Espancaram uma criança na minha rua. Largaram ele desmaiado na calçada. Cheguei havia uma 15 pessoas ao redor da criança, já acordada, sentado e com a cara sangrando... pingava sangue de seu rosto negro. 12 anos, no máximo. Parei.
Da onde vem minha covardia, minha fraqueza? Meu silencio, meu consentimento?
As pessoas ao redor continuavam espancando o menino de 12 anos sentado e sangrando. Questionavam o que ele fazia de errado pra ter sido espancado. Perguntavam por seus comparsas. Ameaçavam a criança. Ele é quem fora espancado tentei falar. Aproximei-me e tentei não ser baixo e medíocre. Perguntei pelo atendimento médico a um policial, que me encarou. Tentei argumentar com o policial que achava normal, e não parecia notar nenhum problema naquela cena. Ainda disse, esses assim, menores é que são os piores. Quis dizer, falar, mas não disse. Ouvi uma senhora dizer para a criança que fora espancado, “menino vocês tem que parar com isso, parar de roubar, tem que ir trabalhar”... Ninguem procurava identificar o carro com os agressores, com os violadores daquela criança. A certeza que o menino tentara roubar um carro, justificava toda e qualquer agressão. Era eu o menino. Sentado, sangrando, e enquanto meu sangue pingava em minha mão, ouvia pessoas me xingando. Tentei imaginar essa cena, mas não consegui, nunca seria eu. Eu sou branco, eu nunca passei por nada parecido, eu sou rico (a certeza do tamanho da miséria que há no Brasil, e principalmente em Belo Horizonte com o tamanho da periferia que sustenta todo esse luxo de Belvederes e Sions, proporcionalmente aumenta minha riqueza. Para os cientistas sociais mais otimistas proponho um conceito de classe social que passe a questionar se o sujeito alguma vez já foi tratado como um pequeno rato sujo....)
Tentei argumentar que nada justificava aquilo.
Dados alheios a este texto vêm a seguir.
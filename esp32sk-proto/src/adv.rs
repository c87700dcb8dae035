//! BLE advertising data framing for the ESP32-SK broadcaster
//!
//! An advertisement is a sequence of AD structures, each `[len][type][data..]`
//! where `len` counts the type byte plus data. The sensor payload travels in a
//! manufacturer-specific structure, prefixed with a little-endian company id.

use std::io;

/// Company identifier the firmware advertises with (Bluetooth SIG test id)
pub const DEFAULT_COMPANY_ID: u16 = 0xFFFF;

/// Local name the firmware advertises with
pub const DEVICE_NAME: &str = "ESP32-SK";

/// Legacy advertising payload limit
pub const MAX_ADV_LEN: usize = 31;

// AD types
pub const AD_TYPE_FLAGS: u8 = 0x01;
pub const AD_TYPE_COMPLETE_NAME: u8 = 0x09;
pub const AD_TYPE_MANUFACTURER: u8 = 0xFF;

/// LE general discoverable, BR/EDR not supported
pub const ADV_FLAGS: u8 = 0x06;

/// One AD structure
#[derive(Debug, Clone, PartialEq, Eq)]
pub struct AdStructure {
    pub ad_type: u8,
    pub data: Vec<u8>,
}

impl AdStructure {
    pub fn new(ad_type: u8, data: Vec<u8>) -> Self {
        Self { ad_type, data }
    }

    fn write_to(&self, buf: &mut Vec<u8>) -> io::Result<()> {
        let len = u8::try_from(self.data.len() + 1)
            .map_err(|_| io::Error::new(io::ErrorKind::InvalidInput, "AD structure too long"))?;
        buf.push(len);
        buf.push(self.ad_type);
        buf.extend_from_slice(&self.data);
        Ok(())
    }
}

/// Manufacturer-specific data: company id followed by the payload
pub fn manufacturer_specific(company_id: u16, payload: &[u8]) -> Vec<u8> {
    let mut buf = Vec::with_capacity(2 + payload.len());
    buf.extend_from_slice(&company_id.to_le_bytes());
    buf.extend_from_slice(payload);
    buf
}

/// Split manufacturer-specific data into company id and payload
pub fn split_company_id(data: &[u8]) -> io::Result<(u16, &[u8])> {
    if data.len() < 2 {
        return Err(io::Error::new(
            io::ErrorKind::InvalidData,
            "manufacturer data too short for company id",
        ));
    }
    Ok((u16::from_le_bytes([data[0], data[1]]), &data[2..]))
}

/// Full advertisement: flags, complete local name, manufacturer data
pub fn build_advertisement(name: &str, company_id: u16, payload: &[u8]) -> io::Result<Vec<u8>> {
    let structures = [
        AdStructure::new(AD_TYPE_FLAGS, vec![ADV_FLAGS]),
        AdStructure::new(AD_TYPE_COMPLETE_NAME, name.as_bytes().to_vec()),
        AdStructure::new(AD_TYPE_MANUFACTURER, manufacturer_specific(company_id, payload)),
    ];

    let mut buf = Vec::with_capacity(MAX_ADV_LEN);
    for s in &structures {
        s.write_to(&mut buf)?;
    }

    if buf.len() > MAX_ADV_LEN {
        return Err(io::Error::new(
            io::ErrorKind::InvalidInput,
            format!("advertisement is {} bytes, limit is {MAX_ADV_LEN}", buf.len()),
        ));
    }
    Ok(buf)
}

/// Parse raw advertising data into AD structures
///
/// A zero length byte ends the significant part (the rest is padding).
pub fn parse_advertisement(data: &[u8]) -> io::Result<Vec<AdStructure>> {
    let mut structures = Vec::new();
    let mut pos = 0;

    while pos < data.len() {
        let len = data[pos] as usize;
        if len == 0 {
            break;
        }
        if data.len() < pos + 1 + len {
            return Err(io::Error::new(io::ErrorKind::InvalidData, "AD structure truncated"));
        }
        let ad_type = data[pos + 1];
        let body = data[pos + 2..pos + 1 + len].to_vec();
        structures.push(AdStructure { ad_type, data: body });
        pos += 1 + len;
    }

    Ok(structures)
}

/// Payload of the first manufacturer-specific structure for `company_id`
pub fn find_manufacturer_data(structures: &[AdStructure], company_id: u16) -> Option<&[u8]> {
    structures
        .iter()
        .filter(|s| s.ad_type == AD_TYPE_MANUFACTURER)
        .filter_map(|s| split_company_id(&s.data).ok())
        .find(|(id, _)| *id == company_id)
        .map(|(_, payload)| payload)
}

/// Local name carried by the advertisement, if any
pub fn local_name(structures: &[AdStructure]) -> Option<String> {
    structures
        .iter()
        .find(|s| s.ad_type == AD_TYPE_COMPLETE_NAME)
        .map(|s| String::from_utf8_lossy(&s.data).into_owned())
}
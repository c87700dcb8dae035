//! Manufacturer payload broadcast by the ESP32-SK firmware
//!
//! Layout, little-endian:
//!
//! | offset | size | field                       |
//! |--------|------|-----------------------------|
//! | 0      | 1    | format version              |
//! | 1      | 2    | temperature, i16, 0.01 °C   |
//! | 3      | 2    | humidity, u16, 0.01 %       |
//! | 5      | 4    | pressure, u32, 0.1 Pa       |
//! | 9      | 1    | battery, u8, %              |

use std::io;

/// Length of a complete payload
pub const PAYLOAD_LEN: usize = 10;

/// Format version written by the firmware
pub const PAYLOAD_VERSION: u8 = 0x01;

// Field offsets
pub const VERSION_OFFSET: usize = 0;
pub const TEMPERATURE_OFFSET: usize = 1;
pub const HUMIDITY_OFFSET: usize = 3;
pub const PRESSURE_OFFSET: usize = 5;
pub const BATTERY_OFFSET: usize = 9;

/// 0 °C in hundredths of a kelvin
const ZERO_CELSIUS_CENTI_K: i32 = 27_315;

/// Temperature in kelvin, 2 decimals. `None` below 3 bytes.
pub fn decode_temperature_k(buffer: Option<&[u8]>) -> Option<f64> {
    let raw = read_i16_le(buffer?, TEMPERATURE_OFFSET)?;
    // Summing in hundredths keeps the result the closest f64 to the 2 decimal value
    Some(f64::from(ZERO_CELSIUS_CENTI_K + i32::from(raw)) / 100.0)
}

/// Relative humidity as a ratio, 4 decimals. `None` below 5 bytes.
///
/// Not clamped: a raw value above 10000 yields a ratio above 1.
pub fn decode_humidity_ratio(buffer: Option<&[u8]>) -> Option<f64> {
    let raw = read_u16_le(buffer?, HUMIDITY_OFFSET)?;
    Some(f64::from(raw) / 10_000.0)
}

/// Pressure in pascals, 1 decimal. `None` below 9 bytes.
pub fn decode_pressure_pa(buffer: Option<&[u8]>) -> Option<f64> {
    let raw = read_u32_le(buffer?, PRESSURE_OFFSET)?;
    Some(f64::from(raw) / 10.0)
}

fn read_i16_le(data: &[u8], offset: usize) -> Option<i16> {
    let bytes = data.get(offset..offset + 2)?;
    Some(i16::from_le_bytes([bytes[0], bytes[1]]))
}

fn read_u16_le(data: &[u8], offset: usize) -> Option<u16> {
    let bytes = data.get(offset..offset + 2)?;
    Some(u16::from_le_bytes([bytes[0], bytes[1]]))
}

fn read_u32_le(data: &[u8], offset: usize) -> Option<u32> {
    let bytes = data.get(offset..offset + 4)?;
    Some(u32::from_le_bytes([bytes[0], bytes[1], bytes[2], bytes[3]]))
}

/// Decoded measurements, each field independent of the others
#[derive(Debug, Clone, Copy, PartialEq, Default)]
#[cfg_attr(feature = "serde", derive(serde::Serialize, serde::Deserialize))]
pub struct Reading {
    pub temperature_k: Option<f64>,
    pub humidity_ratio: Option<f64>,
    pub pressure_pa: Option<f64>,
}

impl Reading {
    /// Run all three decoders over the same buffer
    pub fn decode(buffer: Option<&[u8]>) -> Self {
        Self {
            temperature_k: decode_temperature_k(buffer),
            humidity_ratio: decode_humidity_ratio(buffer),
            pressure_pa: decode_pressure_pa(buffer),
        }
    }

    pub fn temperature_celsius(&self) -> Option<f64> {
        self.temperature_k
            .map(|k| ((k * 100.0).round() - f64::from(ZERO_CELSIUS_CENTI_K)) / 100.0)
    }

    pub fn humidity_percent(&self) -> Option<f64> {
        self.humidity_ratio.map(|r| (r * 10_000.0).round() / 100.0)
    }

    /// True when no field could be decoded
    pub fn is_empty(&self) -> bool {
        self.temperature_k.is_none() && self.humidity_ratio.is_none() && self.pressure_pa.is_none()
    }
}

/// Raw payload fields, in wire units
#[derive(Debug, Clone, Copy, PartialEq, Eq)]
pub struct Payload {
    pub version: u8,
    pub temperature_centi_c: i16,
    pub humidity_centi_pct: u16,
    pub pressure_deci_pa: u32,
    pub battery_pct: u8,
}

impl Payload {
    /// Payload in the firmware's layout, built from sensor readings
    ///
    /// Missing measurements are encoded as zero and the battery is reported
    /// full. Unlike the firmware, which truncates scaled values and fails on
    /// overflow, scaled values are rounded to the nearest unit and saturate at
    /// the bounds of their wire type.
    pub fn from_measurements(
        celsius: Option<f64>,
        percent: Option<f64>,
        pascals: Option<f64>,
    ) -> Self {
        // `as` from f64 saturates, NaN becomes 0
        Self {
            version: PAYLOAD_VERSION,
            temperature_centi_c: celsius.map_or(0, |c| (c * 100.0).round() as i16),
            humidity_centi_pct: percent.map_or(0, |p| (p * 100.0).round() as u16),
            pressure_deci_pa: pascals.map_or(0, |p| (p * 10.0).round() as u32),
            battery_pct: 100,
        }
    }

    pub fn to_bytes(&self) -> Vec<u8> {
        let mut buf = Vec::with_capacity(PAYLOAD_LEN);
        buf.push(self.version);
        buf.extend_from_slice(&self.temperature_centi_c.to_le_bytes());
        buf.extend_from_slice(&self.humidity_centi_pct.to_le_bytes());
        buf.extend_from_slice(&self.pressure_deci_pa.to_le_bytes());
        buf.push(self.battery_pct);
        buf
    }

    pub fn from_bytes(data: &[u8]) -> io::Result<Self> {
        if data.len() < PAYLOAD_LEN {
            return Err(io::Error::new(io::ErrorKind::InvalidData, "payload too short"));
        }
        Ok(Self {
            version: data[VERSION_OFFSET],
            temperature_centi_c: i16::from_le_bytes([data[1], data[2]]),
            humidity_centi_pct: u16::from_le_bytes([data[3], data[4]]),
            pressure_deci_pa: u32::from_le_bytes([data[5], data[6], data[7], data[8]]),
            battery_pct: data[BATTERY_OFFSET],
        })
    }

    pub fn reading(&self) -> Reading {
        Reading::decode(Some(self.to_bytes().as_slice()))
    }
}

#[cfg(test)]
mod tests {
    use super::*;

    const SAMPLE: [u8; 10] = [0x01, 0x10, 0x00, 0x20, 0x4E, 0xE8, 0x03, 0x00, 0x00, 0x64];

    #[test]
    fn decodes_sample_payload() {
        let buf = Some(&SAMPLE[..]);
        assert_eq!(decode_temperature_k(buf), Some(273.31));
        // 200 %, passed through unclamped
        assert_eq!(decode_humidity_ratio(buf), Some(2.0));
        assert_eq!(decode_pressure_pa(buf), Some(100.0));
    }

    #[test]
    fn negative_temperature() {
        let buf: [u8; 3] = [0x01, 0x9C, 0xFF];
        assert_eq!(decode_temperature_k(Some(&buf)), Some(272.15));
    }

    #[test]
    fn temperature_extremes() {
        assert_eq!(decode_temperature_k(Some(&[0x00u8, 0x00, 0x80][..])), Some(-54.53));
        assert_eq!(decode_temperature_k(Some(&[0x00u8, 0xFF, 0x7F][..])), Some(600.82));
    }

    #[test]
    fn absent_buffer() {
        assert_eq!(Reading::decode(None), Reading::default());
        assert!(Reading::decode(None).is_empty());
    }

    #[test]
    fn length_thresholds_are_per_field() {
        let four = &SAMPLE[..4];
        assert_eq!(decode_temperature_k(Some(four)), Some(273.31));
        assert_eq!(decode_humidity_ratio(Some(four)), None);
        assert_eq!(decode_pressure_pa(Some(four)), None);

        assert_eq!(decode_temperature_k(Some(&SAMPLE[..2])), None);
        assert_eq!(decode_humidity_ratio(Some(&SAMPLE[..5])), Some(2.0));
        assert_eq!(decode_pressure_pa(Some(&SAMPLE[..8])), None);

        let nine = Reading::decode(Some(&SAMPLE[..9]));
        assert_eq!(nine, Reading::decode(Some(&SAMPLE)));
    }

    #[test]
    fn humidity_keeps_four_decimals() {
        let raw = 12345u16.to_le_bytes();
        let buf = [0x01, 0x00, 0x00, raw[0], raw[1]];
        assert_eq!(decode_humidity_ratio(Some(&buf)), Some(1.2345));
    }

    #[test]
    fn pressure_keeps_one_decimal() {
        let raw = 1_013_257u32.to_le_bytes();
        let buf = [0x01, 0, 0, 0, 0, raw[0], raw[1], raw[2], raw[3]];
        assert_eq!(decode_pressure_pa(Some(&buf)), Some(101_325.7));
    }

    #[test]
    fn decoding_is_repeatable() {
        let first = Reading::decode(Some(&SAMPLE));
        let second = Reading::decode(Some(&SAMPLE));
        assert_eq!(first, second);
    }

    #[test]
    fn reading_unit_helpers() {
        let reading = Reading::decode(Some(&SAMPLE));
        assert_eq!(reading.temperature_celsius(), Some(0.16));
        assert_eq!(reading.humidity_percent(), Some(200.0));
    }

    #[test]
    fn payload_from_measurements() {
        let payload = Payload::from_measurements(Some(22.35), Some(45.5), Some(101_325.0));
        assert_eq!(payload.version, PAYLOAD_VERSION);
        assert_eq!(payload.temperature_centi_c, 2235);
        assert_eq!(payload.humidity_centi_pct, 4550);
        assert_eq!(payload.pressure_deci_pa, 1_013_250);
        assert_eq!(payload.battery_pct, 100);

        let reading = payload.reading();
        assert_eq!(reading.temperature_k, Some(295.5));
        assert_eq!(reading.humidity_ratio, Some(0.455));
        assert_eq!(reading.pressure_pa, Some(101_325.0));
    }

    #[test]
    fn missing_measurements_encode_as_zero() {
        let bytes = Payload::from_measurements(None, None, None).to_bytes();
        assert_eq!(bytes, vec![0x01, 0, 0, 0, 0, 0, 0, 0, 0, 100]);
    }

    #[test]
    fn measurements_round_to_nearest_unit() {
        // truncating 0.29 * 100 would give 28
        let payload = Payload::from_measurements(Some(0.29), Some(33.339), Some(99_999.96));
        assert_eq!(payload.temperature_centi_c, 29);
        assert_eq!(payload.humidity_centi_pct, 3334);
        assert_eq!(payload.pressure_deci_pa, 1_000_000);
    }

    #[test]
    fn out_of_range_measurements_saturate() {
        let payload = Payload::from_measurements(Some(500.0), Some(-3.0), Some(f64::NAN));
        assert_eq!(payload.temperature_centi_c, i16::MAX);
        assert_eq!(payload.humidity_centi_pct, 0);
        assert_eq!(payload.pressure_deci_pa, 0);
    }

    #[test]
    fn payload_bytes() {
        let payload = Payload::from_bytes(&SAMPLE).unwrap();
        assert_eq!(payload.temperature_centi_c, 16);
        assert_eq!(payload.humidity_centi_pct, 20_000);
        assert_eq!(payload.pressure_deci_pa, 1000);
        assert_eq!(payload.battery_pct, 100);
        assert_eq!(payload.to_bytes(), SAMPLE.to_vec());

        let err = Payload::from_bytes(&SAMPLE[..9]).unwrap_err();
        assert_eq!(err.kind(), io::ErrorKind::InvalidData);
    }

    #[cfg(feature = "serde")]
    #[test]
    fn reading_serializes_missing_fields_as_null() {
        let reading = Reading::decode(Some(&SAMPLE[..4]));
        let json = serde_json::to_value(reading).unwrap();
        assert_eq!(
            json,
            serde_json::json!({
                "temperature_k": 273.31,
                "humidity_ratio": null,
                "pressure_pa": null,
            })
        );
    }
}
O policial falou que logo levariam ele para um hospital. Meus fragmentos, minhas covardias, meus medos. Minha certeza (que me acompanha a tanto tempo, ora amena e ora aguda) de que sou filho disso aí, dessa burguesia aristocrática, e que minha existência a ela continuará conectada, ligada por minhas artérias a isso de mais podre e mesquinho, enquanto dela retirar os meus minutos, o meu pão, enquanto nesse lugar sugar o sangue do povo. Na hora que vemos uma criança espancada, um menino de 12 anos sangrando, cercado por pessoas que xingam e ameaçam essa mesma criança. Pessoas que devem se achar éticas, solidárias, bondosas. Nessa hora a certeza da mediocridade dessa classe muito brasileira abala qualquer possível identificação. Qualquer projeto de alguma coisa. E também confirma a certeza da minha fraqueza e covardia. Confirma a babaquice da palavra e a dificuldade da ação.Vi minha assinatura no sangue que jorrava do rosto daquele menino. Reconheci, era a minha mesmo. Não havia nenhum indicio de roubo. Nada.
Lembrar de ter muito cuidado para não ter filhos burgueses e medíocres como eu. Para quê tanto barulho? Pra quê um blog que ninguém lê? Pra que estudar a emancipação social? A juventude e a transformação da realidade brasileira, se na hora que um menino aparece na minha frente, sangrando, eu tremo e tenho medo (junta covardia e cinismo) e volto para casa certificado de que há algo errado no mundo. Há algo errado comigo rafael. Difícil é fazer as coisas na hora sem ensaio. Farsa. Fiquei com nojo de mim. Sai rafael, volta pro esgoto... E nada de apaziguar essa dor. Ela não é nada frente ao que passou esse menino.